Pearl River Delta’s poorer cities plan big changes in ‘Greater Bay Area’ push

Jiangmen, famous for its dried tangerine peel, sets sights on becoming industrial powerhouse

The smell of tangerines wafts across Jiangmen’s Xinhui district on a late autumn day, as it has done for centuries.

But ambitious urbanisation plans for the city on the west bank of the Pearl River, part of the Chinese government’s “Greater Bay Area” drive, mean it may not do so for much longer.

Chen Mei, in her 60s, makes extra money this time of the year by carefully removing tangerine peels. Her wrinkled hands can remove thousands of peels, in one piece, from about 300kg of tangerines a day, for which she earns about 80 yuan (US$12).
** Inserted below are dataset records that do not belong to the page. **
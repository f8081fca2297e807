//! HTTP handlers for imagery cost estimation

use axum::{
    Json, Router,
    extract::State,
    routing::{get, post},
};
use serde::{Deserialize, Serialize};
use std::sync::Arc;
use utoipa::{OpenApi, ToSchema};

use crate::catalog::CostTableRow;
use crate::error::PricingResult;
use crate::models::{CaptureMode, EstimationResult, ResourceCategory, ResourceId};
use crate::service::{EstimateInput, EstimationService};

const TAG: &str = "estimation";

/// OpenAPI documentation for the estimation API
#[derive(OpenApi)]
#[openapi(
    paths(estimate, cost_table, list_resources),
    components(schemas(
        EstimateInput,
        EstimationResponse,
        LineItem,
        CostTableRow,
        ResourceInfo,
        ResourceId,
        ResourceCategory,
        CaptureMode,
        ErrorBody,
    )),
    tags((name = TAG, description = "Imagery credit cost estimation"))
)]
pub struct ApiDoc;

/// Credit cost of one resource
#[derive(Debug, Clone, PartialEq, Serialize, Deserialize, ToSchema)]
#[serde(rename_all = "camelCase")]
pub struct LineItem {
    pub resource: ResourceId,
    pub category: ResourceCategory,
    pub credits: f64,
}

#[derive(Debug, Clone, PartialEq, Serialize, Deserialize, ToSchema)]
#[serde(rename_all = "camelCase")]
pub struct EstimationResponse {
    pub area_square_meters: f64,
    pub capture_mode: CaptureMode,
    pub total_credits: f64,
    /// Sum of the per-resource costs, each rounded to whole credits
    pub rounded_total_credits: u64,
    pub breakdown: Vec<LineItem>,
}

impl From<EstimationResult> for EstimationResponse {
    fn from(result: EstimationResult) -> Self {
        let rounded_total_credits = result.rounded_total();
        Self {
            area_square_meters: result.area_square_meters,
            capture_mode: result.capture_mode,
            total_credits: result.total_credits,
            rounded_total_credits,
            breakdown: result
                .breakdown
                .into_iter()
                .map(|(resource, credits)| LineItem {
                    resource,
                    category: resource.category(),
                    credits,
                })
                .collect(),
        }
    }
}

#[derive(Debug, Clone, PartialEq, Serialize, Deserialize, ToSchema)]
#[serde(rename_all = "camelCase")]
pub struct ResourceInfo {
    pub resource: ResourceId,
    pub category: ResourceCategory,
    /// Whether the current catalog has a price for it
    pub priced: bool,
}

/// Error payload returned by every endpoint
#[derive(Debug, Serialize, ToSchema)]
pub struct ErrorBody {
    pub error: String,
    pub kind: String,
    pub code: u16,
}

/// Create the estimation router
pub fn router(service: EstimationService) -> Router {
    Router::new()
        .route("/estimate", post(estimate))
        .route("/cost-table", get(cost_table))
        .route("/resources", get(list_resources))
        .with_state(Arc::new(service))
}

/// Estimate the credit cost of a request
#[utoipa::path(
    post,
    path = "/estimate",
    tag = TAG,
    request_body = EstimateInput,
    responses(
        (status = 200, description = "Estimated cost", body = EstimationResponse),
        (status = 400, description = "Invalid geometry or selection", body = ErrorBody),
        (status = 500, description = "Pricing configuration error", body = ErrorBody)
    )
)]
async fn estimate(
    State(service): State<Arc<EstimationService>>,
    Json(input): Json<EstimateInput>,
) -> PricingResult<Json<EstimationResponse>> {
    // Geometry checks and measurement grow with the vertex count
    let result = tokio::task::spawn_blocking(move || service.estimate_input(input)).await??;
    Ok(Json(result.into()))
}

/// Credits per 1000 m² of every priced resource
#[utoipa::path(
    get,
    path = "/cost-table",
    tag = TAG,
    responses((status = 200, description = "Cost table", body = Vec<CostTableRow>))
)]
async fn cost_table(State(service): State<Arc<EstimationService>>) -> Json<Vec<CostTableRow>> {
    Json(service.cost_table())
}

/// Every known resource identifier
#[utoipa::path(
    get,
    path = "/resources",
    tag = TAG,
    responses((status = 200, description = "Resource identifiers", body = Vec<ResourceInfo>))
)]
async fn list_resources(State(service): State<Arc<EstimationService>>) -> Json<Vec<ResourceInfo>> {
    let catalog = service.current_catalog();
    let resources = ResourceId::all()
        .map(|resource| ResourceInfo {
            resource,
            category: resource.category(),
            priced: catalog.contains(resource),
        })
        .collect();
    Json(resources)
}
The peel, known as chenpi, is then dried for at least three years to gain a special flavour that makes it a popular ingredient in Cantonese cuisine. The best tangerine peel is from Xinhui and chenpi that is 10 years old can sell for as much as 2,000 yuan a kilogram.

The townspeople have been processing chenpi for centuries, and, on a recent visit, as they spread fresh tangerine peels on the road to dry, a sweet aroma filled the town.
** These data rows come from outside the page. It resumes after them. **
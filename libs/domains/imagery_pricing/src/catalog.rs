//! Pricing catalog: resource identifier → pricing rule.
//!
//! A catalog is built once and never mutated. Hot reloads go through
//! [`CatalogHandle`], which swaps in a complete replacement so an estimation
//! always prices against a single consistent snapshot.

use arc_swap::ArcSwap;
use observability::EstimationMetrics;
use serde::{Deserialize, Serialize};
use std::collections::BTreeMap;
use std::path::Path;
use std::str::FromStr;
use std::sync::Arc;
use tracing::{info, warn};
use utoipa::ToSchema;

use crate::error::{CatalogError, PricingError, PricingResult};
use crate::models::{CaptureMode, PricingRule, ResourceCategory, ResourceId};

/// Published cost table of the provider
const BUILTIN_COST_TABLE: &str = include_str!("../data/cost_table.json");

#[derive(Debug, Clone, Default, PartialEq)]
pub struct PricingCatalog {
    rules: BTreeMap<ResourceId, PricingRule>,
}

impl PricingCatalog {
    /// Catalog from already-built rules, without load-time checks
    pub fn from_rules(rules: impl IntoIterator<Item = (ResourceId, PricingRule)>) -> Self {
        Self {
            rules: rules.into_iter().collect(),
        }
    }

    /// Parse a JSON object keyed by external resource identifier.
    pub fn from_json_str(json: &str) -> Result<Self, CatalogError> {
        let records: BTreeMap<String, PricingRule> = serde_json::from_str(json)?;

        let mut rules = BTreeMap::new();
        for (key, rule) in records {
            let resource = ResourceId::from_str(key.trim())
                .map_err(|_| CatalogError::UnknownResource(key.clone()))?;

            let expected = resource.category();
            if rule.category != expected {
                return Err(CatalogError::CategoryMismatch {
                    resource,
                    declared: rule.category,
                    expected,
                });
            }

            if rule.captures_aware
                && !(rule.all_captures_multiplier.is_finite() && rule.all_captures_multiplier > 1.0)
            {
                return Err(CatalogError::InvalidMultiplier {
                    resource,
                    multiplier: rule.all_captures_multiplier,
                });
            }

            rules.insert(resource, rule);
        }

        Ok(Self { rules })
    }

    pub fn from_path(path: impl AsRef<Path>) -> Result<Self, CatalogError> {
        let path = path.as_ref();
        let json = std::fs::read_to_string(path).map_err(|source| CatalogError::Io {
            path: path.display().to_string(),
            source,
        })?;
        Self::from_json_str(&json)
    }

    /// Cost table bundled with the crate
    pub fn builtin() -> Result<Self, CatalogError> {
        Self::from_json_str(BUILTIN_COST_TABLE)
    }

    pub fn lookup(&self, resource: ResourceId) -> PricingResult<&PricingRule> {
        self.rules
            .get(&resource)
            .ok_or_else(|| PricingError::UnknownResource(resource.to_string()))
    }

    pub fn contains(&self, resource: ResourceId) -> bool {
        self.rules.contains_key(&resource)
    }

    pub fn len(&self) -> usize {
        self.rules.len()
    }

    pub fn is_empty(&self) -> bool {
        self.rules.is_empty()
    }

    pub fn iter(&self) -> impl Iterator<Item = (ResourceId, &PricingRule)> {
        self.rules.iter().map(|(id, rule)| (*id, rule))
    }

    /// Rows of the "see cost table" view
    pub fn cost_table(&self) -> Vec<CostTableRow> {
        self.iter()
            .map(|(resource, rule)| CostTableRow {
                resource,
                category: rule.category,
                content_type: rule.content_type.clone(),
                single_capture_credits: rule.rate_for(CaptureMode::SingleCapture),
                all_captures_credits: rule.rate_for(CaptureMode::AllCaptures),
            })
            .collect()
    }
}

/// Credits per 1000 m² for one resource in both capture modes
#[derive(Debug, Clone, PartialEq, Serialize, Deserialize, ToSchema)]
#[serde(rename_all = "camelCase")]
pub struct CostTableRow {
    pub resource: ResourceId,
    pub category: ResourceCategory,
    pub content_type: Option<String>,
    pub single_capture_credits: f64,
    pub all_captures_credits: f64,
}

/// Shared, atomically replaceable reference to the current catalog
#[derive(Debug, Clone)]
pub struct CatalogHandle {
    inner: Arc<ArcSwap<PricingCatalog>>,
}

impl CatalogHandle {
    pub fn new(catalog: PricingCatalog) -> Self {
        EstimationMetrics::record_catalog_loaded(catalog.len());
        Self {
            inner: Arc::new(ArcSwap::from_pointee(catalog)),
        }
    }

    /// Snapshot that stays valid even if a reload happens meanwhile
    pub fn current(&self) -> Arc<PricingCatalog> {
        self.inner.load_full()
    }

    pub fn replace(&self, catalog: PricingCatalog) {
        EstimationMetrics::record_catalog_loaded(catalog.len());
        self.inner.store(Arc::new(catalog));
    }

    /// Load a catalog from `path` and swap it in. On failure the current
    /// catalog stays in place.
    pub fn reload_from_path(&self, path: impl AsRef<Path>) -> Result<usize, CatalogError> {
        let path = path.as_ref();
        match PricingCatalog::from_path(path) {
            Ok(catalog) => {
                let entries = catalog.len();
                self.replace(catalog);
                EstimationMetrics::record_catalog_reload(true);
                info!(path = %path.display(), entries, "Pricing catalog reloaded");
                Ok(entries)
            }
            Err(e) => {
                EstimationMetrics::record_catalog_reload(false);
                warn!(path = %path.display(), error = %e, "Pricing catalog reload rejected");
                Err(e)
            }
        }
    }
}

impl From<PricingCatalog> for CatalogHandle {
    fn from(catalog: PricingCatalog) -> Self {
        Self::new(catalog)
    }
}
However, the local government wants to transform the semi-rural landscape by building a 340 sq km Yinhu Bay New Town, full of apartment blocks, office towers and modern factories, as part of Beijing’s Greater Bay Area plan, which aims to forge an urban cluster in southern China that can rival America’s Los Angeles Bay area and the Tokyo Bay area in Japan. It also plans to create a 3,240 sq km Greater Guanghai Bay Economic Zone, encompassing several of its county-level cities.
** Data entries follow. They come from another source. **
//! Handler tests for the imagery pricing domain
//!
//! These tests verify that HTTP handlers work correctly:
//! - Request deserialization (JSON → Rust structs)
//! - Response serialization (Rust structs → JSON)
//! - HTTP status codes and error bodies

use axum::body::Body;
use axum::http::{Request, StatusCode};
use domain_imagery_pricing::*;
use http_body_util::BodyExt;
use serde_json::{Value, json};
use tower::ServiceExt; // For oneshot()

// Helper to parse JSON response body
async fn json_body<T: serde::de::DeserializeOwned>(body: Body) -> T {
    let bytes = body.collect().await.unwrap().to_bytes();
    serde_json::from_slice(&bytes).unwrap()
}

fn app() -> axum::Router {
    handlers::router(EstimationService::new(PricingCatalog::builtin().unwrap()))
}

fn post_estimate(body: Value) -> Request<Body> {
    Request::builder()
        .method("POST")
        .uri("/estimate")
        .header("content-type", "application/json")
        .body(Body::from(serde_json::to_string(&body).unwrap()))
        .unwrap()
}

fn sydney_block() -> Value {
    json!({
        "type": "Feature",
        "properties": { "name": "block" },
        "geometry": {
            "type": "Polygon",
            "coordinates": [[
                [151.200, -33.870],
                [151.205, -33.870],
                [151.205, -33.865],
                [151.200, -33.865],
                [151.200, -33.870]
            ]]
        }
    })
}

#[tokio::test]
async fn test_estimate_returns_breakdown() {
    let response = app()
        .oneshot(post_estimate(json!({
            "geometry": sydney_block(),
            "resources": ["raster:Vert", "aiPacks:pool"],
            "captureMode": "all",
            "since": "2024-03-01",
            "until": "2024-09-30"
        })))
        .await
        .unwrap();

    assert_eq!(response.status(), StatusCode::OK);

    let estimation: EstimationResponse = json_body(response.into_body()).await;
    assert_eq!(estimation.capture_mode, CaptureMode::AllCaptures);
    assert_eq!(estimation.breakdown.len(), 2);
    assert!(estimation.area_square_meters > 200_000.0);

    let vert = estimation
        .breakdown
        .iter()
        .find(|line| line.resource == ResourceId::Vert)
        .unwrap();
    assert_eq!(vert.category, ResourceCategory::Raster);
    let expected = 15.0 * estimation.area_square_meters / 1000.0;
    assert!((vert.credits - expected).abs() < 1e-6);

    let sum: f64 = estimation.breakdown.iter().map(|line| line.credits).sum();
    assert!((estimation.total_credits - sum).abs() < 1e-9);
}

#[tokio::test]
async fn test_estimate_with_dense_ring_finishes_quickly() {
    let vertices = 20_000;
    let mut ring: Vec<[f64; 2]> = (0..vertices)
        .map(|i| {
            let angle = std::f64::consts::TAU * i as f64 / vertices as f64;
            [151.2 + 0.01 * angle.cos(), -33.87 + 0.01 * angle.sin()]
        })
        .collect();
    ring.push(ring[0]);

    let started = std::time::Instant::now();
    let response = app()
        .oneshot(post_estimate(json!({
            "geometry": { "type": "Polygon", "coordinates": [ring] },
            "resources": ["raster:Vert"]
        })))
        .await
        .unwrap();
    let elapsed = started.elapsed();

    assert_eq!(response.status(), StatusCode::OK);
    assert!(
        elapsed < std::time::Duration::from_secs(3),
        "dense ring took {elapsed:?}"
    );
}

#[tokio::test]
async fn test_estimate_without_geometry_returns_400() {
    let response = app()
        .oneshot(post_estimate(json!({ "resources": ["raster:Vert"] })))
        .await
        .unwrap();

    assert_eq!(response.status(), StatusCode::BAD_REQUEST);

    let body: Value = json_body(response.into_body()).await;
    assert_eq!(body["kind"], "missing_area_of_interest");
    assert_eq!(body["code"], 400);
    assert!(body["error"].as_str().unwrap().contains("GeoJSON"));
}

#[tokio::test]
async fn test_estimate_with_too_many_ai_packs_returns_400() {
    let packs: Vec<&str> = ResourceId::all()
        .filter(|id| id.category() == ResourceCategory::AiPack)
        .take(8)
        .map(|id| id.as_str())
        .collect();

    let response = app()
        .oneshot(post_estimate(json!({
            "geometry": sydney_block(),
            "resources": packs
        })))
        .await
        .unwrap();

    assert_eq!(response.status(), StatusCode::BAD_REQUEST);
    let body: Value = json_body(response.into_body()).await;
    assert_eq!(body["kind"], "too_many_ai_packs");
}

#[tokio::test]
async fn test_estimate_with_unknown_resource_returns_400() {
    let response = app()
        .oneshot(post_estimate(json!({
            "geometry": sydney_block(),
            "resources": ["raster:Infrared"]
        })))
        .await
        .unwrap();

    assert_eq!(response.status(), StatusCode::BAD_REQUEST);
    let body: Value = json_body(response.into_body()).await;
    assert_eq!(body["kind"], "unknown_resource");
}

#[tokio::test]
async fn test_estimate_with_broken_pricing_returns_500() {
    let service = EstimationService::new(PricingCatalog::from_rules([(
        ResourceId::Vert,
        PricingRule::flat(-1.0, ResourceCategory::Raster),
    )]));

    let response = handlers::router(service)
        .oneshot(post_estimate(json!({
            "geometry": sydney_block(),
            "resources": ["raster:Vert"]
        })))
        .await
        .unwrap();

    assert_eq!(response.status(), StatusCode::INTERNAL_SERVER_ERROR);
    let body: Value = json_body(response.into_body()).await;
    assert_eq!(body["error"], "Pricing configuration error");
}

#[tokio::test]
async fn test_cost_table_lists_every_rule() {
    let request = Request::builder()
        .uri("/cost-table")
        .body(Body::empty())
        .unwrap();

    let response = app().oneshot(request).await.unwrap();
    assert_eq!(response.status(), StatusCode::OK);

    let rows: Vec<CostTableRow> = json_body(response.into_body()).await;
    assert_eq!(rows.len(), ResourceId::all().count());

    let vert = rows.iter().find(|row| row.resource == ResourceId::Vert).unwrap();
    assert_eq!(vert.single_capture_credits, 10.0);
    assert_eq!(vert.all_captures_credits, 15.0);
}

#[tokio::test]
async fn test_resources_reports_pricing_coverage() {
    let service = EstimationService::new(PricingCatalog::from_rules([(
        ResourceId::Vert,
        PricingRule::flat(2.0, ResourceCategory::Raster),
    )]));
    let request = Request::builder()
        .uri("/resources")
        .body(Body::empty())
        .unwrap();

    let response = handlers::router(service).oneshot(request).await.unwrap();
    assert_eq!(response.status(), StatusCode::OK);

    let resources: Vec<ResourceInfo> = json_body(response.into_body()).await;
    assert_eq!(resources.len(), 27);
    assert_eq!(resources.iter().filter(|r| r.priced).count(), 1);
    assert!(
        resources
            .iter()
            .any(|r| r.resource == ResourceId::ImpactAssessmentPostCatastrophe
                && r.category == ResourceCategory::ImpactAssessment)
    );
}

#[tokio::test]
async fn test_malformed_body_is_rejected() {
    let response = app()
        .oneshot(post_estimate(json!({ "resources": "raster:Vert" })))
        .await
        .unwrap();

    assert!(response.status().is_client_error());
}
Hong Kong Chief Executive Carrie Lam Cheng Yuet-ngor (front row, second right) signed the Framework Agreement on Deepening Guangdong-Hong Kong-Macau Cooperation in the Development of the Bay Area with National Development and Reform Commission chairman He Lifeng (front row, second left), Guangdong governor Ma Xingrui (front row, first left) and Macau Chief Executive Fernando Chui Sai-on (front row, first right) in Hong Kong on July 1 at a ceremony overseen by President Xi Jinping (back row, centre). Photo: Nora Tam

The plan, encompassing Guangzhou, Shenzhen, Zhuhai, Foshan, Zhongshan, Dongguan, Huizhou, Jiangmen and Zhaoqing, as well as Hong Kong and Macau, has become a national development strategy. Jiangmen, among the least developed areas in Guangdong province’s Pearl River, is especially keen to take part, with the local government hoping the Hong Kong-Zhuhai-Macau bridge, due to open next year, will boost its integration with richer neighbours.

Home prices in Jiangmen, averaging 10,000 yuan a square metre, are just a seventh of those in Shenzhen or a fifth of Guangzhou’s, and its per capita income is less than half of Shenzhen’s.

The Greater Bay Area, where late paramount leader Deng Xiaoping began China’s embrace of capitalism in the late 1970s, is already the richest part of the country, but, despite nearly four decades of development, it has not escaped wider development woes such as water pollution and a gaping wealth gap.

The Chinese leadership under President Xi Jinping has pitched the Greater Bay Area concept as a way to explore a new model of urbanisation and development that is less reliant on investment, but a recent visit to Jiangmen on a government sponsored tour for journalists and follow-up interviews with residents, businesses people and researchers found that its impact in poorer localities is driven by government planning and state-led spending.

The local government says Jiangmen will roll out three “100 billion yuan” investment plans for industrial and property development, even though the city’s fiscal revenues totalled just 20 billion yuan last year.

Deputy mayor Xu Xiaoxiong said told journalists during last month’s media tour that the city was developing six “industrial parks” at the same time – the smallest covering an area of 6.7 sq km.

Shenzhen’s central business district. Photo: EPA

“We will pool all our capital and resources to make these industrial clusters and parks the best platform for industrial transfer from Guangzhou, Shenzhen and Foshan – especially advanced equipment manufacturing,” he said.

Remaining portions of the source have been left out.